→ **Assignment**
Copy every line below that has the word "EncodeArgs" in it.

→ **Input**

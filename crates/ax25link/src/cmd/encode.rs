use ax25link_frame::{Ax25Codec, FrameKind};
use bytes::BytesMut;

use crate::cmd::{parse_hex, read_file, EncodeArgs, Settings};
use crate::exit::{frame_error, CliResult, SUCCESS};
use crate::output::{print_encoded, OutputFormat};

pub fn run(args: EncodeArgs, settings: &Settings, format: OutputFormat) -> CliResult<i32> {
    let payload = resolve_payload(&args)?;
    let mut codec = Ax25Codec::with_config(settings.link.clone())
        .map_err(|err| frame_error("invalid configuration", err))?;

    let mut wire = BytesMut::new();
    codec
        .encode(&payload, FrameKind::UnnumberedInformation, &mut wire)
        .map_err(|err| frame_error("encode failed", err))?;

    print_encoded(
        &wire,
        payload.len(),
        &settings.link.ground.to_string(),
        &settings.link.satellite.to_string(),
        format,
    );
    Ok(SUCCESS)
}

fn resolve_payload(args: &EncodeArgs) -> CliResult<Vec<u8>> {
    if let Some(data) = &args.data {
        return Ok(data.as_bytes().to_vec());
    }
    if let Some(text) = &args.hex {
        return parse_hex(text);
    }
    if let Some(path) = &args.file {
        return read_file(path);
    }
    Ok(Vec::new())
}

#[cfg(test)]
mod tests {
    use super::*;

    #[test]
    fn missing_payload_is_empty() {
        let args = EncodeArgs {
            data: None,
            hex: None,
            file: None,
        };
        assert!(resolve_payload(&args).unwrap().is_empty());
    }

    #[test]
    fn hex_payload_is_decoded() {
        let args = EncodeArgs {
            data: None,
            hex: Some("7e7e".into()),
            file: None,
        };
        assert_eq!(resolve_payload(&args).unwrap(), vec![0x7E, 0x7E]);
    }
}
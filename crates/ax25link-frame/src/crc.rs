//! CRC-16/CCITT frame check sequence (reflected, the X.25 variant).

/// Reflected CCITT polynomial (0x1021 bit-reversed).
const POLY_REFLECTED: u16 = 0x8408;

/// Initial register value and final XOR mask.
const FCS_INIT: u16 = 0xFFFF;

/// Byte-wise lookup table, computed at compile time.
pub static FCS_TABLE: [u16; 256] = build_table();

const fn build_table() -> [u16; 256] {
    let mut table = [0u16; 256];
    let mut i = 0;
    while i < 256 {
        let mut crc = i as u16;
        let mut bit = 0;
        while bit < 8 {
            crc = if crc & 1 != 0 {
                (crc >> 1) ^ POLY_REFLECTED
            } else {
                crc >> 1
            };
            bit += 1;
        }
        table[i] = crc;
        i += 1;
    }
    table
}

/// Feed `bytes` into a running (non-finalised) register.
fn update(mut reg: u16, bytes: &[u8]) -> u16 {
    for &byte in bytes {
        reg = (reg >> 8) ^ FCS_TABLE[((reg ^ u16::from(byte)) & 0xFF) as usize];
    }
    reg
}

/// Compute the AX.25 frame check sequence of `bytes`.
///
/// Callers always pass at least the 14 address bytes; an empty slice yields
/// `0x0000` and is never a valid frame body.
pub fn fcs(bytes: &[u8]) -> u16 {
    update(FCS_INIT, bytes) ^ FCS_INIT
}
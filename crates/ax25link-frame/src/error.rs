use std::fmt;

use crate::frame::FrameKind;

/// Where the flag search gave up while decoding.
#[derive(Debug, Clone, Copy, PartialEq, Eq)]
pub enum SyncStage {
    /// No opening flag anywhere in the bit array.
    Start,
    /// An opening flag was found but the bits ran out before a closing one.
    Stop,
}

impl fmt::Display for SyncStage {
    fn fmt(&self, f: &mut fmt::Formatter<'_>) -> fmt::Result {
        match self {
            SyncStage::Start => f.write_str("start"),
            SyncStage::Stop => f.write_str("stop"),
        }
    }
}

/// Errors that can occur during frame encoding/decoding.
#[derive(Debug, thiserror::Error)]
pub enum FrameError {
    /// An info, control, address or buffer length is outside its allowed set.
    #[error("invalid {field} length ({len} bytes, max {max})")]
    InvalidLength {
        field: &'static str,
        len: usize,
        max: usize,
    },

    /// The run of consecutive one bits reached the hard ceiling; the frame is dropped.
    #[error("run of {run} high bits reached the stuffing ceiling of {ceiling}")]
    StuffingOverflow { run: usize, ceiling: usize },

    /// No synchronization flag was located.
    #[error("{0} flag not found")]
    SyncNotFound(SyncStage),

    /// The recomputed frame check sequence does not match the received one.
    #[error("FCS mismatch (expected {expected:#06x}, received {actual:#06x})")]
    ChecksumMismatch { expected: u16, actual: u16 },

    /// A callsign is empty or carries characters outside `[A-Z0-9]`.
    #[error("invalid callsign {0:?}")]
    InvalidCallsign(String),

    /// An SSID outside 0..=15.
    #[error("invalid SSID {0} (must be 0-15)")]
    InvalidSsid(u8),

    /// The codec has no control field mapping for this frame kind.
    #[error("frame kind {0:?} is not supported by the encoder")]
    UnsupportedFrameKind(FrameKind),

    /// The link configuration is inconsistent.
    #[error("invalid link configuration: {0}")]
    Config(String),
}

pub type Result<T> = std::result::Result<T, FrameError>;
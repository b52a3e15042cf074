//! Encode a telemetry beacon, corrupt one copy, and receive both.
//!
//! Run with:
//!   cargo run --example downlink

use ax25link::frame::FrameError;
use ax25link::{Ax25Codec, FrameKind};
use bytes::BytesMut;

fn main() -> Result<(), Box<dyn std::error::Error>> {
    let mut codec = Ax25Codec::new();
    let mut wire = BytesMut::new();
    let n = codec.encode(
        b"PARSAT beacon: batt=7.9V temp=21C",
        FrameKind::UnnumberedInformation,
        &mut wire,
    )?;
    let bytes: &[u8] = &wire;
    eprintln!("Encoded {n} wire bytes: {bytes:02X?}");

    let frame = codec.receive(&wire)?;
    eprintln!(
        "Received {} ({} info bytes): {}",
        frame.address(),
        frame.info().len(),
        String::from_utf8_lossy(frame.info())
    );

    let mut corrupted = wire.clone();
    let mid = corrupted.len() / 2;
    corrupted[mid] ^= 0x10;
    match codec.receive(&corrupted) {
        Ok(_) => eprintln!("Corrupted frame slipped through"),
        Err(err @ FrameError::ChecksumMismatch { .. }) => eprintln!("Rejected: {err}"),
        Err(err) => eprintln!("Rejected before FCS check: {err}"),
    }
    Ok(())
}
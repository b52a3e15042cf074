//! Frame container: `[len: u16 BE][len bytes of wire frame]`, repeated.

use bytes::{BufMut, BytesMut};

use crate::error::{ChunkError, Result};

/// Length prefix size.
pub const LEN_PREFIX: usize = 2;

/// Append one length-prefixed wire frame to `dst`.
pub fn append_frame(dst: &mut BytesMut, frame: &[u8], index: usize) -> Result<()> {
    let len = u16::try_from(frame.len()).map_err(|_| ChunkError::ChunkLengthInvalid {
        index,
        len: frame.len(),
        max: usize::from(u16::MAX),
    })?;
    if len == 0 {
        return Err(ChunkError::ChunkLengthInvalid {
            index,
            len: 0,
            max: usize::from(u16::MAX),
        });
    }
    dst.reserve(LEN_PREFIX + frame.len());
    dst.put_u16(len);
    dst.put_slice(frame);
    Ok(())
}

/// Iterates the frames of a container, validating each length prefix.
///
/// Yields `Err` once and then stops on the first malformed record.
pub struct ContainerReader<'a> {
    buf: &'a [u8],
    pos: usize,
    index: usize,
    max_frame_len: usize,
    failed: bool,
}

impl<'a> ContainerReader<'a> {
    pub fn new(buf: &'a [u8], max_frame_len: usize) -> Self {
        Self {
            buf,
            pos: 0,
            index: 0,
            max_frame_len,
            failed: false,
        }
    }

    /// Bytes not yet consumed.
    pub fn remaining(&self) -> &'a [u8] {
        &self.buf[self.pos..]
    }

    fn read_next(&mut self) -> Result<&'a [u8]> {
        let index = self.index;
        let rest = self.remaining();
        if rest.len() < LEN_PREFIX {
            return Err(ChunkError::IncompleteContainer {
                index,
                needed: LEN_PREFIX,
                available: rest.len(),
            });
        }
        let len = usize::from(u16::from_be_bytes([rest[0], rest[1]]));
        if len == 0 || len > self.max_frame_len {
            return Err(ChunkError::ChunkLengthInvalid {
                index,
                len,
                max: self.max_frame_len,
            });
        }
        let body = &rest[LEN_PREFIX..];
        if body.len() < len {
            return Err(ChunkError::IncompleteContainer {
                index,
                needed: len,
                available: body.len(),
            });
        }
        self.pos += LEN_PREFIX + len;
        self.index += 1;
        Ok(&body[..len])
    }
}

impl<'a> Iterator for ContainerReader<'a> {
    type Item = Result<&'a [u8]>;

    fn next(&mut self) -> Option<Self::Item> {
        if self.failed || self.pos == self.buf.len() {
            return None;
        }
        let item = self.read_next();
        self.failed = item.is_err();
        Some(item)
    }
}
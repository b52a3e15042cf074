use ax25link_frame::Ax25Codec;

use crate::cmd::{read_hex_or_file, DecodeArgs, Settings};
use crate::exit::{frame_error, CliResult, SUCCESS};
use crate::output::{print_decoded, OutputFormat};

pub fn run(args: DecodeArgs, settings: &Settings, format: OutputFormat) -> CliResult<i32> {
    let wire = read_hex_or_file(&args.hex, &args.file)?;
    let mut codec = Ax25Codec::with_config(settings.link.clone())
        .map_err(|err| frame_error("invalid configuration", err))?;

    let frame = codec
        .receive(&wire)
        .map_err(|err| frame_error("decode failed", err))?;
    print_decoded(&frame, format);
    Ok(SUCCESS)
}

→ **Solution for this exercise**
use crate::cmd::{parse_hex, read_file, EncodeArgs, Settings};
pub fn run(args: EncodeArgs, settings: &Settings, format: OutputFormat) -> CliResult<i32> {
fn resolve_payload(args: &EncodeArgs) -> CliResult<Vec<u8>> {
        let args = EncodeArgs {
        let args = EncodeArgs {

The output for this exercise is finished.